I never promised him I would keep him at home forever, I promised I would keep him home for as long as I could. 2 years ago the hospital wanted to send him to a "swing-bed" but none that I approved of would take him so I brought him home.
I can't tell you the number of people that have told me, I saved his life. He would have died in a NH. He would have wasted away if nothing else killed him. I am in no hurry to be widowed. Even the days when he pretty much sleeps 20 hours - he's still here and content.

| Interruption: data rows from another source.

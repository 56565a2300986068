use std::sync::atomic::{AtomicBool, Ordering};
use std::sync::Arc;
use std::time::Duration;

/// Flag shared with the non-async threads that must wind down on shutdown.
#[derive(Debug, Clone, Default)]
pub struct ShutdownFlag(Arc<AtomicBool>);

impl ShutdownFlag {
    pub fn is_set(&self) -> bool {
        self.0.load(Ordering::Relaxed)
    }

    pub fn set(&self) {
        self.0.store(true, Ordering::Relaxed);
    }
}

/// Resolves on ctrl-c or SIGTERM, after raising `flag`.
pub async fn shutdown_signal(flag: ShutdownFlag) {
    let ctrl_c = async {
        if let Err(e) = tokio::signal::ctrl_c().await {
            tracing::error!(error = ?e, "failed to install ctrl-c handler");
            std::future::pending::<()>().await;
        }
    };

    #[cfg(unix)]
    let terminate = async {
        use tokio::signal::unix::{signal, SignalKind};
        match signal(SignalKind::terminate()) {
            Ok(mut s) => {
                s.recv().await;
            }
            Err(e) => {
                tracing::error!(error = ?e, "failed to install SIGTERM handler");
                std::future::pending::<()>().await;
            }
        }
    };

    #[cfg(not(unix))]
    let terminate = std::future::pending::<()>();

    tokio::select! {
        _ = ctrl_c => {},
        _ = terminate => {},
    }

    flag.set();
    tracing::info!("shutdown requested");
    tokio::time::sleep(Duration::from_millis(150)).await;
}

#[cfg(test)]
mod tests {
    use super::*;

    #[test]
    fn clones_share_the_flag() {
        let a = ShutdownFlag::default();
        let b = a.clone();
        assert!(!b.is_set());
        a.set();
        assert!(b.is_set());
    }
}
//! JSON bodies of the control surface.

use crate::channel::{ChainFamily, Channel, ChannelState, ChannelizerUpdate, TaggedValue};
use crate::dsp::window::WindowKind;
use serde::{Deserialize, Serialize};

#[derive(Debug, Clone, Serialize)]
pub struct ChannelInfo {
    pub index: usize,
    pub offset_hz: f64,
    pub frequency_hz: f64,
    pub mode: String,
    pub family: ChainFamily,
    pub filter_low: i32,
    pub filter_high: i32,
    pub locked: bool,
    #[serde(skip_serializing_if = "Option::is_none")]
    pub port: Option<usize>,
    pub state: ChannelState,
    #[serde(skip_serializing_if = "Option::is_none")]
    pub sub_band: Option<usize>,
    pub current: bool,
}

impl ChannelInfo {
    pub fn new(ch: &Channel, center_hz: f64, current: usize) -> Self {
        let settings = ch.settings();
        let sub_band = match ch.route() {
            crate::channel::Route::Band { bin, .. } => Some(bin),
            crate::channel::Route::Direct => None,
        };
        Self {
            index: ch.index(),
            offset_hz: ch.offset_hz(),
            frequency_hz: center_hz + ch.offset_hz(),
            mode: settings.mode.as_str().to_string(),
            family: ch.family(),
            filter_low: settings.filter_low,
            filter_high: settings.filter_high,
            locked: ch.locked(),
            port: ch.port(),
            state: ch.state(),
            sub_band,
            current: ch.index() == current,
        }
    }
}

#[derive(Debug, Clone, Serialize)]
pub struct ChannelList {
    pub current: usize,
    pub capacity: usize,
    pub active: usize,
    pub channelized: bool,
    pub channels: Vec<ChannelInfo>,
}

#[derive(Debug, Clone, Default, Deserialize)]
pub struct AddChannel {
    /// Channel to copy; the current one when absent.
    #[serde(default)]
    pub seed: Option<usize>,
}

#[derive(Debug, Clone, Serialize)]
pub struct Added {
    pub index: usize,
}

#[derive(Debug, Clone, Serialize)]
pub struct Deleted {
    pub selected: usize,
    /// True when the last channel was switched off instead of removed.
    pub switched_off: bool,
}

#[derive(Debug, Clone, Serialize, Deserialize)]
pub struct ParamValue {
    pub value: TaggedValue,
}

#[derive(Debug, Clone, Deserialize)]
pub struct FindQuery {
    pub freq: f64,
}

#[derive(Debug, Clone, Serialize)]
pub struct Found {
    pub index: Option<usize>,
}

#[derive(Debug, Clone, Deserialize)]
pub struct SpectrumQuery {
    #[serde(default)]
    pub size: Option<usize>,
}

#[derive(Debug, Clone, Serialize)]
pub struct SpectrumResponse {
    pub center_hz: f64,
    pub sample_rate: f64,
    pub bins: Vec<f32>,
}

#[derive(Debug, Clone, Default, Deserialize)]
pub struct ChannelizerBody {
    #[serde(default)]
    pub enabled: Option<bool>,
    #[serde(default)]
    pub decimation: Option<usize>,
    #[serde(default)]
    pub oversample: Option<usize>,
    #[serde(default)]
    pub window: Option<WindowKind>,
    #[serde(default)]
    pub taps_per_band: Option<usize>,
    #[serde(default)]
    pub threads: Option<usize>,
}

impl ChannelizerBody {
    pub fn update(&self) -> ChannelizerUpdate {
        ChannelizerUpdate {
            enabled: self.enabled,
            bands: self.decimation,
            oversample: self.oversample,
            window: self.window,
            taps_per_band: self.taps_per_band,
        }
    }
}

#[derive(Debug, Clone, Serialize)]
pub struct ChannelizerStatus {
    pub channelized: bool,
    #[serde(skip_serializing_if = "Option::is_none")]
    pub bands: Option<usize>,
    #[serde(skip_serializing_if = "Option::is_none")]
    pub output_rate: Option<f64>,
}

#[derive(Debug, Clone, Deserialize)]
pub struct SeekRequest {
    pub position_ms: i64,
}

#[derive(Debug, Clone, Serialize)]
pub struct WaterfallResponse {
    pub width: usize,
    pub ms_per_line: f64,
    /// Earliest timestamp the recording can supply.
    pub history_start_ms: i64,
    /// Newest row first.
    pub rows: Vec<Vec<f32>>,
}

#[derive(Debug, Clone, Serialize)]
pub struct ApiError {
    pub error: String,
}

No, I have no help - this is a 24/7 job. I have a sister that used to do some of my shopping for me, but now her husband is terminal with Pulmonary Fibrosis and she, sadly, is discovering what it means to be a 24/7 caregiver too.
I have NO regrets with my decision and will still keep him home for as long as possible. Even when he becomes bedridden, I will just find a way to tend to him to the best of my abilities. When and if he does become bedridden, I will put him on Home Hospice. They were wonderful with my dad and I trust them to help me with my husband.
Someone before me said that you must put the other person ahead of yourself and for me this is very true.
Don't think I don't get angry or frustrated at times, but if you saw the way my DH looks at me and thanks me - you would understand better.
A good question - thank you for asking.